### PROBLEM
Lines containing the word "nonexistent" are to be copied from the data below.

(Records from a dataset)
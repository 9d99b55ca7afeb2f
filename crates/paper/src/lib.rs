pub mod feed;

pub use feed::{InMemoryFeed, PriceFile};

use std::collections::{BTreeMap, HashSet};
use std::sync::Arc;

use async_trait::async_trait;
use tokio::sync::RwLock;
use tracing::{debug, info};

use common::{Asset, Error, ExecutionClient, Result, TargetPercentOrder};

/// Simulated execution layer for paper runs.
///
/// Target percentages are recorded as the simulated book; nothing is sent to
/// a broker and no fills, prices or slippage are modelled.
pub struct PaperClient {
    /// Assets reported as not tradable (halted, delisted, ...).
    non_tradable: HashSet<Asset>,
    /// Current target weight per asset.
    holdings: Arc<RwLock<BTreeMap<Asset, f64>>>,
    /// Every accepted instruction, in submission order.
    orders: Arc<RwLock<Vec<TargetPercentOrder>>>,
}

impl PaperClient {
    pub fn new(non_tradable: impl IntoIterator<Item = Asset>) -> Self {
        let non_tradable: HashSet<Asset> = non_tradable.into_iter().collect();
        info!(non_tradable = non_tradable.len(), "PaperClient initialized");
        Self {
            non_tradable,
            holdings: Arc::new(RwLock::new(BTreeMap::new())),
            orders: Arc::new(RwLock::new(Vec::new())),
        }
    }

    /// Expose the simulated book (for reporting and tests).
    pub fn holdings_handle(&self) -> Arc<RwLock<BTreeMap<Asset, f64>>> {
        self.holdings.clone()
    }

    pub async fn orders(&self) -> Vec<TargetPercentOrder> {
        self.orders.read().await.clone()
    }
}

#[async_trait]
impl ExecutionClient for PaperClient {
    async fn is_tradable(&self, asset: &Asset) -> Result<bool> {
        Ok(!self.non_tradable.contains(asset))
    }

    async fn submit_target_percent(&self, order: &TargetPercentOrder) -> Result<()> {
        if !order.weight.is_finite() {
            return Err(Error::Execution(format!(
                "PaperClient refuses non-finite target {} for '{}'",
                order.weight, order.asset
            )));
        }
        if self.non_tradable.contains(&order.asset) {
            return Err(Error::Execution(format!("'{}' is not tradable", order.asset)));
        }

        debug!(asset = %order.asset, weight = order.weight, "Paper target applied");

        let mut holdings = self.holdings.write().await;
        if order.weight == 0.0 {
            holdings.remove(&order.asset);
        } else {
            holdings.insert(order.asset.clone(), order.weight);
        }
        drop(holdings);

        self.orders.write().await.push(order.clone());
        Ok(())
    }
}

==

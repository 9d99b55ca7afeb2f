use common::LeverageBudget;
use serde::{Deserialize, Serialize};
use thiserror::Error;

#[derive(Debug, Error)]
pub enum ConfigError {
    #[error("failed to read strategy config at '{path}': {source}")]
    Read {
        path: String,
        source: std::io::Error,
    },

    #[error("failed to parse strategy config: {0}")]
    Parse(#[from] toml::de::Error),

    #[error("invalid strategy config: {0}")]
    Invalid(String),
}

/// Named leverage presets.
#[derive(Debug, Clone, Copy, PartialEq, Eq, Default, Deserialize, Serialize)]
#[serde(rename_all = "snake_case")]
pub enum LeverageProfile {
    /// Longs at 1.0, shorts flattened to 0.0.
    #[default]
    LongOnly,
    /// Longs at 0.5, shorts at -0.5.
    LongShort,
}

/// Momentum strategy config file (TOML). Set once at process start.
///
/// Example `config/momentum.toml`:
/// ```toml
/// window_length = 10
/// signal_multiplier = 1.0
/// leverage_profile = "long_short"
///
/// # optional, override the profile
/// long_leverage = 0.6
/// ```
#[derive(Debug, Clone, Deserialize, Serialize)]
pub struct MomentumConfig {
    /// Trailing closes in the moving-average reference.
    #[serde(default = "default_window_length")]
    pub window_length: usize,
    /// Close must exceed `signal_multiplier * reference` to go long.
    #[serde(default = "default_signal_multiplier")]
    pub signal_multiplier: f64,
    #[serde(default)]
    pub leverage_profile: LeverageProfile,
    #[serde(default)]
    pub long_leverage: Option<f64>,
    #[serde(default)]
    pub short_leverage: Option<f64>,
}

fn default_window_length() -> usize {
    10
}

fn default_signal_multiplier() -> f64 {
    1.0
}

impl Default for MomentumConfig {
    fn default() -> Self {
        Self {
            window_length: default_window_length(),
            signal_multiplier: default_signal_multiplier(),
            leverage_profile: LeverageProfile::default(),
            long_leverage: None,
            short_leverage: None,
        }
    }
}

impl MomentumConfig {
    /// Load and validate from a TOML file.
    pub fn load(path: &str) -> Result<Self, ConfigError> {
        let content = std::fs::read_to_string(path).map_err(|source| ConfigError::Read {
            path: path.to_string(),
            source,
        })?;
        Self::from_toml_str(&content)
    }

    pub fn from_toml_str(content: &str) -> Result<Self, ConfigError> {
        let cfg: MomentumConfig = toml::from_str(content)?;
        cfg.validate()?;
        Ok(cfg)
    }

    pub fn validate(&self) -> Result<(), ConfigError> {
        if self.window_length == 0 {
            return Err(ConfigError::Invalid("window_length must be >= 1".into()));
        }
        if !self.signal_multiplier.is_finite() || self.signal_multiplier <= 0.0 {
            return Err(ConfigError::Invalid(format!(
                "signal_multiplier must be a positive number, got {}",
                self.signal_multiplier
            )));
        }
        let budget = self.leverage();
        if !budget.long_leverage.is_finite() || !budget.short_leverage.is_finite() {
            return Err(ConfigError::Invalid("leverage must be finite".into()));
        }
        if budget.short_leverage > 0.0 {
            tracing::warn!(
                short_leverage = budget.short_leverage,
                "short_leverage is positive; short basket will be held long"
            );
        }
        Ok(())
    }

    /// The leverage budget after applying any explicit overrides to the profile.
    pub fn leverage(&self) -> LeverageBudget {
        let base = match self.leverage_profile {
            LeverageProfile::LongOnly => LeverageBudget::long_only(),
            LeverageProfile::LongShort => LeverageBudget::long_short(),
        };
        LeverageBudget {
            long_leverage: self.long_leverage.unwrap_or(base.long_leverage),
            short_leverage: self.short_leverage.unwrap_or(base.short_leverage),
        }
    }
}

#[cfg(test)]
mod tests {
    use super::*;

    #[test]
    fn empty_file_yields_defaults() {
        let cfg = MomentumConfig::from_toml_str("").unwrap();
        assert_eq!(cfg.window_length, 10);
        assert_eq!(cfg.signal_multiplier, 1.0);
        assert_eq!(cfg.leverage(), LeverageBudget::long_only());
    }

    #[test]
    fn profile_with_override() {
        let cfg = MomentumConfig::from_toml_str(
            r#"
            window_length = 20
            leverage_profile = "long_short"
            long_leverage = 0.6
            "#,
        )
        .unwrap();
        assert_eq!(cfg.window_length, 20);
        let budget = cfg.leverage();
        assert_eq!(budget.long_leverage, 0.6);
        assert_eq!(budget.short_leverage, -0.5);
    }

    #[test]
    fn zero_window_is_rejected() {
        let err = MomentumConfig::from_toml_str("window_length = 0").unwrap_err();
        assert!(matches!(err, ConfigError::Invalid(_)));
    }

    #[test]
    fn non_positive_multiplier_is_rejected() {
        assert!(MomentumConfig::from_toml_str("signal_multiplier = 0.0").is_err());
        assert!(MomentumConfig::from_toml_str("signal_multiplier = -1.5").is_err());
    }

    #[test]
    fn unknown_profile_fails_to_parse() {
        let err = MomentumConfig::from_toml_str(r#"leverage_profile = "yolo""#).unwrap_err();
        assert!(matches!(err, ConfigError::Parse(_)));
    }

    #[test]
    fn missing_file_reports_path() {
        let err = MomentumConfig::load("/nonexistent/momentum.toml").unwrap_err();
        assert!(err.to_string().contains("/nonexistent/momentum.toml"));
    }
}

### ANSWER AREA
        let err = MomentumConfig::load("/nonexistent/momentum.toml").unwrap_err();
        assert!(err.to_string().contains("/nonexistent/momentum.toml"));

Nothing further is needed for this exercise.